James Ferraro chronology
| Chameleon Ballet (2008) | Last American Hero (2008) | Heaven's Gate (2009) |

= Last American Hero (album) =

Last American Hero is a studio album by American musician James Ferraro, released on November 10, 2008 by Taped Sounds. It was later repressed in March 2010 by Olde English Spelling Bee.

==Background and style==
Last American Hero was inspired by Ferraro's experiences of living in a "kind of insane gated community for senior citizens", where his grandparents resided in Florida. He recalled feeling like he was in a "weird science experiment of consumerism" in the community, which consisted of "large flat-screen TVs, and insane Ikea couches that you can't even sit on because they're too big", as well as Chrysler PT Cruisers.
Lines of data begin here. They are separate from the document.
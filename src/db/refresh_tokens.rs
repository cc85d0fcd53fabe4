/// Postgres-backed refresh token store
///
/// Tokens are stored as their SHA-256 digest, so a leaked table cannot be
/// replayed against the refresh endpoint. Every operation is a single-row
/// statement.

use async_trait::async_trait;
use chrono::{DateTime, Utc};
use sha2::{Digest, Sha256};
use sqlx::PgPool;
use uuid::Uuid;

use crate::auth::{RefreshTokenRecord, RefreshTokenStore};
use crate::error::{AppError, DatabaseError};

fn hash_token(token: &str) -> String {
    let mut hasher = Sha256::new();
    hasher.update(token.as_bytes());
    format!("{:x}", hasher.finalize())
}

#[async_trait]
impl RefreshTokenStore for PgPool {
    async fn create_refresh_token(
        &self,
        token: &str,
        record: &RefreshTokenRecord,
    ) -> Result<(), AppError> {
        sqlx::query(
            r#"
            INSERT INTO refresh_tokens (token_hash, user_id, created_at, updated_at, expires_at, revoked_at)
            VALUES ($1, $2, $3, $3, $4, $5)
            "#,
        )
        .bind(hash_token(token))
        .bind(record.user_id)
        .bind(record.created_at)
        .bind(record.expires_at)
        .bind(record.revoked_at)
        .execute(self)
        .await
        .map_err(DatabaseError::from)?;

        Ok(())
    }

    async fn get_refresh_token(&self, token: &str) -> Result<Option<RefreshTokenRecord>, AppError> {
        let row = sqlx::query_as::<_, (Uuid, DateTime<Utc>, DateTime<Utc>, Option<DateTime<Utc>>)>(
            r#"
            SELECT user_id, created_at, expires_at, revoked_at
            FROM refresh_tokens
            WHERE token_hash = $1
            "#,
        )
        .bind(hash_token(token))
        .fetch_optional(self)
        .await
        .map_err(DatabaseError::from)?;

        Ok(row.map(|(user_id, created_at, expires_at, revoked_at)| RefreshTokenRecord {
            user_id,
            created_at,
            expires_at,
            revoked_at,
        }))
    }

    async fn revoke_refresh_token(
        &self,
        token: &str,
        revoked_at: DateTime<Utc>,
    ) -> Result<(), AppError> {
        sqlx::query(
            r#"
            UPDATE refresh_tokens
            SET revoked_at = $1, updated_at = $1
            WHERE token_hash = $2 AND revoked_at IS NULL
            "#,
        )
        .bind(revoked_at)
        .bind(hash_token(token))
        .execute(self)
        .await
        .map_err(DatabaseError::from)?;

        Ok(())
    }
}

#[cfg(test)]
mod tests {
    use super::*;
    use crate::auth::make_refresh_token;

    #[test]
    fn test_token_hashing() {
        let token = make_refresh_token();
        let hash1 = hash_token(&token);
        let hash2 = hash_token(&token);

        assert_eq!(hash1, hash2);
        assert_ne!(token, hash1);
        assert_eq!(hash1.len(), 64);
    }

    #[test]
    fn test_different_tokens_different_hashes() {
        assert_ne!(hash_token(&make_refresh_token()), hash_token(&make_refresh_token()));
    }
}
/// Operational endpoints: file server metrics and the development reset.

use actix_web::{web, HttpResponse};
use sqlx::PgPool;

use crate::configuration::{ApplicationSettings, Platform};
use crate::db::users;
use crate::error::{AppError, AuthError};
use crate::metrics::HitCounter;

fn metrics_page(hits: u64) -> String {
    format!(
        r#"<html>
  <body>
    <h1>Welcome, Chirpy Admin</h1>
    <p>Chirpy has been visited {} times!</p>
  </body>
</html>
"#,
        hits
    )
}

/// GET /admin/metrics
pub async fn metrics(counter: web::Data<HitCounter>) -> HttpResponse {
    HttpResponse::Ok()
        .content_type("text/html; charset=utf-8")
        .body(metrics_page(counter.get()))
}

/// POST /admin/reset
///
/// Zeroes the hit counter and deletes every user (and, by cascade, every
/// chirp and refresh token). Refused with 403 outside the `dev` platform.
pub async fn reset(
    application: web::Data<ApplicationSettings>,
    counter: web::Data<HitCounter>,
    pool: web::Data<PgPool>,
) -> Result<HttpResponse, AppError> {
    if application.platform != Platform::Dev {
        tracing::warn!(platform = ?application.platform, "Reset refused outside the dev platform");
        return Err(AuthError::Forbidden.into());
    }

    counter.reset();
    let deleted = users::delete_all_users(pool.get_ref()).await?;
    tracing::info!(deleted_users = deleted, "Development reset completed");

    Ok(HttpResponse::Ok()
        .content_type("text/plain; charset=utf-8")
        .body(format!(
            "Reset website hits to {}\nand deleted all users from database",
            counter.get()
        )))
}

#[cfg(test)]
mod tests {
    use super::*;

    #[test]
    fn test_metrics_page_contains_count() {
        let page = metrics_page(42);
        assert!(page.contains("Chirpy has been visited 42 times!"));
        assert!(page.contains("<h1>Welcome, Chirpy Admin</h1>"));
    }
}
/// Password Hashing and Verification
///
/// bcrypt with a caller-supplied work factor. Production runs with the
/// configured cost (12 by default); tests use the minimum cost of 4.

use crate::auth::refresh_token::make_refresh_token;
use crate::error::AuthError;

/// Hash a password using bcrypt
///
/// # Errors
/// Returns `AuthError::Hashing` if the cost is out of range or the
/// underlying RNG fails.
pub fn hash_password(password: &str, cost: u32) -> Result<String, AuthError> {
    bcrypt::hash(password, cost).map_err(|e| AuthError::Hashing(e.to_string()))
}

/// Verify a password against a stored bcrypt hash
///
/// bcrypt compares the recomputed digest in constant time. A malformed hash
/// (wrong prefix, bad cost, truncated) is reported as a mismatch rather than
/// as an internal error.
pub fn check_password_hash(password: &str, hash: &str) -> Result<(), AuthError> {
    match bcrypt::verify(password, hash) {
        Ok(true) => Ok(()),
        Ok(false) => Err(AuthError::PasswordMismatch),
        Err(e) => {
            tracing::debug!("Password hash could not be verified: {}", e);
            Err(AuthError::PasswordMismatch)
        }
    }
}

/// bcrypt hash of a random password nobody knows.
///
/// Logins for unknown emails are verified against it, so they pay the same
/// bcrypt cost as a wrong password for a known email.
#[derive(Clone)]
pub struct DummyPasswordHash(String);

impl DummyPasswordHash {
    pub fn new(cost: u32) -> Result<Self, AuthError> {
        Ok(Self(hash_password(&make_refresh_token(), cost)?))
    }

    pub fn as_str(&self) -> &str {
        &self.0
    }
}

/// Verify a login attempt.
///
/// `stored_hash` is `None` when no user has the submitted email. Every
/// failure, including that one, is `InvalidCredentials`, and every call runs
/// exactly one bcrypt verification.
pub fn verify_login(
    password: &str,
    stored_hash: Option<&str>,
    dummy: &DummyPasswordHash,
) -> Result<(), AuthError> {
    verify_login_with(password, stored_hash, dummy, check_password_hash)
}

fn verify_login_with<F>(
    password: &str,
    stored_hash: Option<&str>,
    dummy: &DummyPasswordHash,
    verify: F,
) -> Result<(), AuthError>
where
    F: Fn(&str, &str) -> Result<(), AuthError>,
{
    match stored_hash {
        Some(hash) => verify(password, hash).map_err(|_| AuthError::InvalidCredentials),
        None => {
            let _ = verify(password, dummy.as_str());
            Err(AuthError::InvalidCredentials)
        }
    }
}

#[cfg(test)]
mod tests {
    use super::*;
    use crate::configuration::MIN_BCRYPT_COST;

    #[test]
    fn test_hash_password() {
        let password = "correctPassword123!";
        let hash = hash_password(password, MIN_BCRYPT_COST).expect("Failed to hash password");

        assert_ne!(password, hash);
        assert!(hash.starts_with("$2"));
    }

    #[test]
    fn test_hashes_are_salted() {
        let first = hash_password("hunter2", MIN_BCRYPT_COST).unwrap();
        let second = hash_password("hunter2", MIN_BCRYPT_COST).unwrap();
        assert_ne!(first, second);
    }

    #[test]
    fn test_check_password_hash() {
        let password1 = "correctPassword123!";
        let password2 = "anotherPassword456!";
        let hash1 = hash_password(password1, MIN_BCRYPT_COST).unwrap();
        let hash2 = hash_password(password2, MIN_BCRYPT_COST).unwrap();

        let cases = vec![
            ("correct password", password1, hash1.as_str(), true),
            ("incorrect password", "wrongPassword", hash1.as_str(), false),
            ("password against a different hash", password1, hash2.as_str(), false),
            ("empty password", "", hash1.as_str(), false),
            ("invalid hash", password1, "invalidhash", false),
        ];

        for (name, password, hash, should_match) in cases {
            assert_eq!(
                check_password_hash(password, hash).is_ok(),
                should_match,
                "case: {}",
                name
            );
        }
    }

    #[test]
    fn test_mismatch_error_kind() {
        let hash = hash_password("hunter2", MIN_BCRYPT_COST).unwrap();
        assert_eq!(check_password_hash("wrong", &hash), Err(AuthError::PasswordMismatch));
    }

    #[test]
    fn test_invalid_cost() {
        let result = hash_password("hunter2", 2);
        assert!(matches!(result, Err(AuthError::Hashing(_))));
    }

    #[test]
    fn test_unknown_user_is_verified_against_dummy_hash() {
        let dummy = DummyPasswordHash::new(MIN_BCRYPT_COST).unwrap();
        let verified = std::cell::RefCell::new(Vec::new());

        let result = verify_login_with("hunter2", None, &dummy, |_, hash| {
            verified.borrow_mut().push(hash.to_string());
            Err(AuthError::PasswordMismatch)
        });

        assert_eq!(result, Err(AuthError::InvalidCredentials));
        assert_eq!(*verified.borrow(), vec![dummy.as_str().to_string()]);
    }

    #[test]
    fn test_unknown_user_fails_even_if_dummy_password_matches() {
        let dummy = DummyPasswordHash::new(MIN_BCRYPT_COST).unwrap();

        let result = verify_login_with("anything", None, &dummy, |_, _| Ok(()));

        assert_eq!(result, Err(AuthError::InvalidCredentials));
    }

    #[test]
    fn test_verify_login() {
        let dummy = DummyPasswordHash::new(MIN_BCRYPT_COST).unwrap();
        let hash = hash_password("hunter2", MIN_BCRYPT_COST).unwrap();

        assert!(verify_login("hunter2", Some(&hash), &dummy).is_ok());
        assert_eq!(
            verify_login("wrong", Some(&hash), &dummy),
            Err(AuthError::InvalidCredentials)
        );
        assert_eq!(
            verify_login("hunter2", None, &dummy),
            Err(AuthError::InvalidCredentials)
        );
    }

    #[test]
    fn test_dummy_hash_uses_configured_cost() {
        let dummy = DummyPasswordHash::new(5).unwrap();
        assert!(dummy.as_str().starts_with("$2b$05$"));
    }
}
As Ferraro explained, "this infrastructure of gated communities and Wal-Marts and Targets, and these complexes of shopping – that was their entire world."

The album incorporates heavily phased, bluesy guitar playing and saturated synthesizers, delay and loop effects, and thin, compressed recording quality. The cover of the tape release shows two unidentified bikers standing next to a saguaro cactus. The Olde English Spelling Bee repress includes a different cover, a picture of a Best Buy storefront along with a superimposed image from the courtroom TV program Judge Judy.

==Release and reception==

Last American Hero was released on November 10, 2008 through Taped Sounds through a limited edition cassette, before being reissued in March 2010 by Olde English Spelling Bee as an abridged vinyl release, splitting the track listing of the A-side into 3 parts.

Writing for Fact, Kiran Sande called Last American Hero "a magnificent record" and wrote that "Ferraro's willingness to engage with the real banal, liminal ugliness of consumer life is undeniably interesting, and on this album at least, the music feels emboldened rather than burdened by it." Critic David Keenan called it "fantastic" and described it as "a series of meditations on American concepts of heroism and freedom as refracted via MTV, Hollywood and various black magic marketing strategies."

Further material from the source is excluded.